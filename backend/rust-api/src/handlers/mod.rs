use axum::{
    extract::{Request, State},
    http::{header, HeaderMap, StatusCode},
    middleware::Next,
    response::{IntoResponse, Response},
    Json,
};
use base64::{engine::general_purpose, Engine as _};
use serde_json::{json, Map, Value};
use std::future::Future;
use std::sync::Arc;
use std::time::Duration;

use crate::metrics;
use crate::services::AppState;

pub mod attempts;
pub mod operator;

pub async fn health_check(State(state): State<Arc<AppState>>) -> impl IntoResponse {
    let mut dependencies = Map::new();

    let store = check_dependency("Attempt store", Duration::from_secs(1), state.attempts.ping()).await;
    let cache = check_dependency("Cache", Duration::from_millis(500), state.cache.ping()).await;

    let all_healthy = [&store, &cache]
        .iter()
        .all(|dep| dep.get("status").and_then(Value::as_str) == Some("healthy"));

    dependencies.insert("attempt_store".to_string(), Value::Object(store));
    dependencies.insert("cache".to_string(), Value::Object(cache));

    let (status_code, status) = if all_healthy {
        (StatusCode::OK, "healthy")
    } else {
        (StatusCode::SERVICE_UNAVAILABLE, "degraded")
    };

    (
        status_code,
        Json(json!({
            "status": status,
            "service": "quizattempt-api",
            "version": env!("CARGO_PKG_VERSION"),
            "dependencies": dependencies
        })),
    )
}

async fn check_dependency<F>(name: &str, limit: Duration, check: F) -> Map<String, Value>
where
    F: Future<Output = anyhow::Result<()>>,
{
    let mut result = Map::new();

    match tokio::time::timeout(limit, check).await {
        Ok(Ok(())) => {
            result.insert("status".to_string(), json!("healthy"));
        }
        Ok(Err(e)) => {
            result.insert("status".to_string(), json!("unhealthy"));
            result.insert("error".to_string(), json!(format!("{} error: {:#}", name, e)));
        }
        Err(_) => {
            result.insert("status".to_string(), json!("unhealthy"));
            result.insert(
                "error".to_string(),
                json!(format!("{} timeout after {}ms", name, limit.as_millis())),
            );
        }
    }

    result
}

pub async fn metrics_handler() -> impl IntoResponse {
    match metrics::render_metrics() {
        Ok(metrics_text) => (StatusCode::OK, metrics_text),
        Err(e) => (
            StatusCode::INTERNAL_SERVER_ERROR,
            format!("Failed to render metrics: {}", e),
        ),
    }
}

/// Protects /metrics with HTTP Basic auth against `METRICS_AUTH`
/// (`username:password`).
pub async fn metrics_auth_middleware(
    headers: HeaderMap,
    request: Request,
    next: Next,
) -> Result<Response, StatusCode> {
    let encoded = headers
        .get(header::AUTHORIZATION)
        .and_then(|v| v.to_str().ok())
        .and_then(|v| v.strip_prefix("Basic "))
        .ok_or(StatusCode::UNAUTHORIZED)?;

    let decoded = general_purpose::STANDARD
        .decode(encoded)
        .map_err(|_| StatusCode::UNAUTHORIZED)?;
    let credentials = String::from_utf8(decoded).map_err(|_| StatusCode::UNAUTHORIZED)?;

    let expected = std::env::var("METRICS_AUTH").unwrap_or_else(|_| "admin:changeme".to_string());
    if credentials != expected {
        return Err(StatusCode::UNAUTHORIZED);
    }

    Ok(next.run(request).await)
}
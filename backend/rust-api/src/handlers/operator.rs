use axum::{
    extract::{Path, State},
    response::IntoResponse,
    Extension, Json,
};
use std::sync::Arc;

use crate::{
    error::AttemptError,
    extractors::AppJson,
    middlewares::auth::JwtClaims,
    models::feedback::{RetryBatchRequest, RetryOneRequest},
    services::AppState,
};

pub async fn retry_attempt_feedback(
    State(state): State<Arc<AppState>>,
    Extension(claims): Extension<JwtClaims>,
    Path(attempt_id): Path<String>,
    AppJson(req): AppJson<RetryOneRequest>,
) -> Result<impl IntoResponse, AttemptError> {
    tracing::info!(
        operator = %claims.sub,
        attempt_id = %attempt_id,
        force = req.force,
        "Feedback retry requested"
    );

    let report = state
        .feedback_orchestrator()
        .retry_one(&attempt_id, req.force)
        .await?;
    Ok(Json(report))
}

pub async fn retry_feedback_batch(
    State(state): State<Arc<AppState>>,
    Extension(claims): Extension<JwtClaims>,
    AppJson(req): AppJson<RetryBatchRequest>,
) -> Result<impl IntoResponse, AttemptError> {
    tracing::info!(operator = %claims.sub, "Bulk feedback retry requested");

    let response = state.feedback_orchestrator().retry_batch(req).await?;
    tracing::info!(
        processed = response.processed,
        succeeded = response.succeeded,
        failed = response.failed,
        "Bulk feedback retry finished"
    );
    Ok(Json(response))
}
impl From<AttemptDocument> for Attempt {
    fn from(d: AttemptDocument) -> Self {
        Self {
            id: d.id,
            learner_id: d.learner_id,
            account_id: d.account_id,
            quiz_id: d.quiz_id,
            quiz: d.quiz,
            status: d.status,
            attempt_number: d.attempt_number,
            started_at: bson_to_chrono(d.started_at),
            submitted_at: d.submitted_at.map(bson_to_chrono),
            duration_seconds: d.duration_seconds,
            expires_at: d.expires_at.map(bson_to_chrono),
            timer_expired: d.timer_expired,
            answers: d.answers,
            score: d.score,
            topic_breakdown: d.topic_breakdown,
            feedback: d.feedback,
            feedback_payload: d.feedback_payload,
            performance_analysis: d.performance_analysis,
            proctoring: d.proctoring,
        }
    }
}

fn is_duplicate_key(err: &mongodb::error::Error) -> bool {
    matches!(
        *err.kind,
        ErrorKind::Write(WriteFailure::WriteError(ref we)) if we.code == DUPLICATE_KEY_CODE
    )
}

fn status_strs(statuses: &[AttemptStatus]) -> Vec<&'static str> {
    statuses.iter().map(AttemptStatus::as_str).collect()
}

/// Expiry as an update pipeline, so duration is computed from each
/// document's own `started_at`.
fn expiry_pipeline(now: DateTime<Utc>) -> Vec<Document> {
    let now = chrono_to_bson(now);
    vec![doc! {
        "$set": {
            "status": AttemptStatus::Expired.as_str(),
            "submitted_at": now,
            "duration_seconds": {
                "$max": [
                    0_i64,
                    { "$toLong": { "$floor": { "$divide": [ { "$subtract": [now, "$started_at"] }, 1000 ] } } }
                ]
            }
        }
    }]
}

/// Creates the indexes the lifecycle relies on. The partial unique index is
/// what makes concurrent starts collapse onto one in-progress attempt.
pub async fn ensure_indexes(db: &Database) -> Result<()> {
    let attempts = db.collection::<Document>(ATTEMPTS_COLLECTION);
    let attempt_indexes = vec![
        IndexModel::builder()
            .keys(doc! { "learner_id": 1, "quiz_id": 1 })
            .options(
                IndexOptions::builder()
                    .name("one_in_progress_per_learner_quiz".to_string())
                    .unique(true)
                    .partial_filter_expression(doc! {
                        "status": AttemptStatus::InProgress.as_str()
                    })
                    .build(),
            )
            .build(),
        IndexModel::builder()
            .keys(doc! { "status": 1, "expires_at": 1 })
            .options(IndexOptions::builder().name("status_expires_at".to_string()).build())
            .build(),
        IndexModel::builder()
            .keys(doc! { "feedback.status": 1, "quiz.subject": 1, "submitted_at": 1 })
            .options(IndexOptions::builder().name("feedback_retry".to_string()).build())
            .build(),
    ];
    attempts
        .create_indexes(attempt_indexes)
        .await
        .context("Failed to create attempt indexes")?;

    db.collection::<Document>(QUESTIONS_COLLECTION)
        .create_index(
            IndexModel::builder()
                .keys(doc! { "quiz_id": 1, "position": 1 })
                .build(),
        )
        .await
        .context("Failed to create question index")?;

    db.collection::<Document>(ENTITLEMENTS_COLLECTION)
        .create_index(
            IndexModel::builder()
                .keys(doc! { "learner_id": 1, "quiz_id": 1 })
                .options(IndexOptions::builder().unique(true).build())
                .build(),
        )
        .await
        .context("Failed to create entitlement index")?;

    tracing::info!("MongoDB indexes ensured");
    Ok(())
}
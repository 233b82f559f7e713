use chrono::{DateTime, Duration, Utc};

use crate::config::AttemptSettings;
use crate::models::timer::RemainingTime;
use crate::models::{Attempt, Quiz};

/// Server-side deadline rules for attempts.
#[derive(Debug, Clone, Copy)]
pub struct TimerPolicy {
    grace: Duration,
}

impl TimerPolicy {
    pub fn new(grace_period_secs: u64) -> Self {
        Self {
            grace: Duration::seconds(grace_period_secs as i64),
        }
    }

    pub fn from_settings(settings: &AttemptSettings) -> Self {
        Self::new(settings.grace_period_secs)
    }

    pub fn grace(&self) -> Duration {
        self.grace
    }

    /// Computed once at creation; untimed quizzes get no deadline.
    pub fn expires_at(&self, quiz: &Quiz, started_at: DateTime<Utc>) -> Option<DateTime<Utc>> {
        quiz.time_limit_minutes
            .filter(|minutes| *minutes > 0)
            .map(|minutes| started_at + Duration::minutes(minutes as i64) + self.grace)
    }

    pub fn is_expired(&self, attempt: &Attempt, now: DateTime<Utc>) -> bool {
        attempt.expires_at.is_some_and(|deadline| now > deadline)
    }

    pub fn remaining(&self, attempt: &Attempt, now: DateTime<Utc>) -> RemainingTime {
        let Some(deadline) = attempt.expires_at else {
            return RemainingTime::untimed(now);
        };

        let display_deadline = deadline - self.grace;
        let remaining = (display_deadline - now).num_seconds().max(0);
        let total = (display_deadline - attempt.started_at).num_seconds().max(0);

        RemainingTime {
            timed: true,
            display_deadline: Some(display_deadline),
            remaining_seconds: Some(remaining as u32),
            total_seconds: Some(total as u32),
            timestamp: now,
        }
    }
}

pub fn duration_seconds(started_at: DateTime<Utc>, ended_at: DateTime<Utc>) -> i64 {
    (ended_at - started_at).num_seconds().max(0)
}
use chrono::{DateTime, Utc};
use serde::{Deserialize, Serialize};

/// Learner-facing timer state. The grace window is already subtracted, so
/// `remaining_seconds` reaches zero before the server-side deadline.
#[derive(Debug, Clone, PartialEq, Serialize, Deserialize)]
pub struct RemainingTime {
    pub timed: bool,
    pub display_deadline: Option<DateTime<Utc>>,
    pub remaining_seconds: Option<u32>,
    pub total_seconds: Option<u32>,
    pub timestamp: DateTime<Utc>,
}

impl RemainingTime {
    pub fn untimed(now: DateTime<Utc>) -> Self {
        Self {
            timed: false,
            display_deadline: None,
            remaining_seconds: None,
            total_seconds: None,
            timestamp: now,
        }
    }

    pub fn is_elapsed(&self) -> bool {
        matches!(self.remaining_seconds, Some(0))
    }
}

= = = =

__WORK REQUIRED__. If a line in the records holds the string "backend", count it, and give only the total.

__COMPLETED EXERCISE__. 2